As reported by The Guardian, BA’s chief executive, Alex Cruz, said in an internal global memo to employees that the airline would be “parking aircraft in a way we never have before” after the drop in demand was compounded by the shock US travel ban from Europe announced on Wednesday night.

Cruz told staff that coronavirus was “a crisis of global proportions like no other we have known”, in the message seen by the Reuters news agency.

He warned staff that layoffs were coming, “perhaps for a short period, perhaps longer term”. The company is in discussions with trade unions to outline its cash position and look at where they can secure jobs.

He added in the memo: “Please do not underestimate the seriousness of this for our company.” 

BA has already cut hundreds of flights from its winter schedule, mainly to Europe, although it has yet to confirm what further flights will be axed in coming weeks.

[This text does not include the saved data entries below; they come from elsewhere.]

impl ProgressReporter for SilentProgress {
    fn started(&self, _total: usize) {}
    fn record_started(&self, _index: usize, _total: usize, _lead: &LeadRecord) {}
    fn record_finished(&self, _index: usize, _outcome: &RecordOutcome) {}
    fn done(&self, _tally: &RunTally) {}
}

// ---------------------------------------------------------------------------
// Lead loading
// ---------------------------------------------------------------------------

/// Ingest and sanitize the lead spreadsheet.
///
/// Unreadable files and unresolvable schemas are fatal for the run.
pub fn load_leads(path: &Path, sheet: Option<&str>) -> Result<SanitizedLeads> {
    let ingested = ingest(path, sheet).inspect_err(|e| {
        error!(path = %path.display(), error = %e, "Failed to read or prepare spreadsheet");
    })?;

    let read = ingested.records.len();
    let sanitized = sanitize_leads(ingested.records);
    info!(
        read,
        kept = sanitized.leads.len(),
        missing_fields = sanitized.dropped_missing,
        invalid_email = sanitized.dropped_invalid_email,
        duplicates = sanitized.dropped_duplicates,
        "sanitized leads"
    );

    Ok(sanitized)
}

/// Run the full outreach pipeline for a resolved configuration.
///
/// Returns the tally; an empty lead list is not an error.
pub async fn run_outreach(
    config: &RuntimeConfig,
    progress: &dyn ProgressReporter,
) -> Result<RunTally> {
    let leads = load_leads(&config.spreadsheet, config.sheet.as_deref())?.leads;
    if leads.is_empty() {
        info!("No valid leads found after cleaning.");
        progress.done(&RunTally::default());
        return Ok(RunTally::default());
    }

    let artifact_dir = &config.pipeline.artifact_dir;
    std::fs::create_dir_all(artifact_dir).map_err(|e| PagePitchError::io(artifact_dir, e))?;

    let pipeline = Pipeline::new(
        PageSpeedClient::new(&config.scoring)?,
        ReportRenderer::new(&config.render)?,
        SmtpDispatcher::new(&config.smtp)?,
        config.pipeline.clone(),
    );

    Ok(pipeline.run(&leads, progress).await)
}
//! Outreach email dispatch over authenticated STARTTLS SMTP.

pub mod message;

pub use message::{compose, html_body, subject_for};

use std::path::PathBuf;

use lettre::message::Mailbox;
use lettre::transport::smtp::authentication::Credentials;
use lettre::{AsyncSmtpTransport, AsyncTransport, Tokio1Executor};
use tracing::{error, info, instrument};

use pagepitch_shared::{LeadRecord, PagePitchError, PerformanceReport, Result, SmtpConfig};

/// Why a message was not delivered.
#[derive(Debug, Clone, PartialEq, Eq, thiserror::Error)]
pub enum DispatchFailure {
    #[error("invalid recipient address {0}")]
    Address(String),

    #[error("could not read attachment {0}")]
    Attachment(String),

    #[error("could not build message: {0}")]
    Compose(String),

    #[error("SMTP error: {0}")]
    Transport(String),
}

/// Sends composed reports through one SMTP submission server.
pub struct SmtpDispatcher {
    sender: Mailbox,
    transport: AsyncSmtpTransport<Tokio1Executor>,
}

impl std::fmt::Debug for SmtpDispatcher {
    fn fmt(&self, f: &mut std::fmt::Formatter<'_>) -> std::fmt::Result {
        f.debug_struct("SmtpDispatcher")
            .field("sender", &self.sender.to_string())
            .finish_non_exhaustive()
    }
}

impl SmtpDispatcher {
    /// Build the transport. No connection is made until the first send.
    pub fn new(config: &SmtpConfig) -> Result<Self> {
        let sender: Mailbox = config.address.parse().map_err(|e| {
            PagePitchError::config(format!("invalid sender address '{}': {e}", config.address))
        })?;

        let transport = AsyncSmtpTransport::<Tokio1Executor>::starttls_relay(&config.host)
            .map_err(|e| PagePitchError::config(format!("invalid SMTP host '{}': {e}", config.host)))?
            .port(config.port)
            .credentials(Credentials::new(
                config.address.clone(),
                config.password.clone(),
            ))
            .timeout(Some(config.timeout))
            .build();

        Ok(Self { sender, transport })
    }

    /// Compose and submit one message. Failures are logged with the recipient.
    #[instrument(skip_all, fields(recipient = %lead.email))]
    pub async fn send(
        &self,
        lead: &LeadRecord,
        report: &PerformanceReport,
        attachments: &[PathBuf],
    ) -> std::result::Result<(), DispatchFailure> {
        let result = self.submit(lead, report, attachments).await;
        match &result {
            Ok(()) => info!(website = %lead.website, "report email submitted"),
            Err(e) => error!(recipient = %lead.email, error = %e, "SMTP error"),
        }
        result
    }

    async fn submit(
        &self,
        lead: &LeadRecord,
        report: &PerformanceReport,
        attachments: &[PathBuf],
    ) -> std::result::Result<(), DispatchFailure> {
        let message = compose(&self.sender, lead, report, attachments).await?;
        self.transport
            .send(message)
            .await
            .map_err(|e| DispatchFailure::Transport(e.to_string()))?;
        Ok(())
    }
}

Lufthansa, which is the European airline with the most flights directly affected by the US ban, is to ask the German chancellor, Angela Merkel, to intervene, according to reports in the Handelsblatt newspaper.

Lufthansa is said to be considering a range of options to deal with the crisis, including the temporary suspension of most flights across its network.

Air France-KLM are continuing to operate some flights to the US and have yet to confirm what further measures they are taking.

In the UK, where the regional carrier Flybe collapsed after the outbreak of coronavirus, fears that the wider aviation industry could follow have been raised further, with news of job cuts at Edinburgh Airport. The Unite trade union warned that Edinburgh, following Southampton airport, was on the brink of collapse without government help.

Norwegian is in talks with its government for urgent aid to ensure its survival. The Oslo government slashed air taxes on Friday but the airline said it was not enough. Its chief executive, Jacob Schram, said: “We need exact measures to strengthen our liquidity in the short term immediately.”

The airline, which operates long-haul, low-cost transatlantic flights, on Thursday announced it would be laying off up to half of its staff during the crisis. It has also cut about 4,000 flights.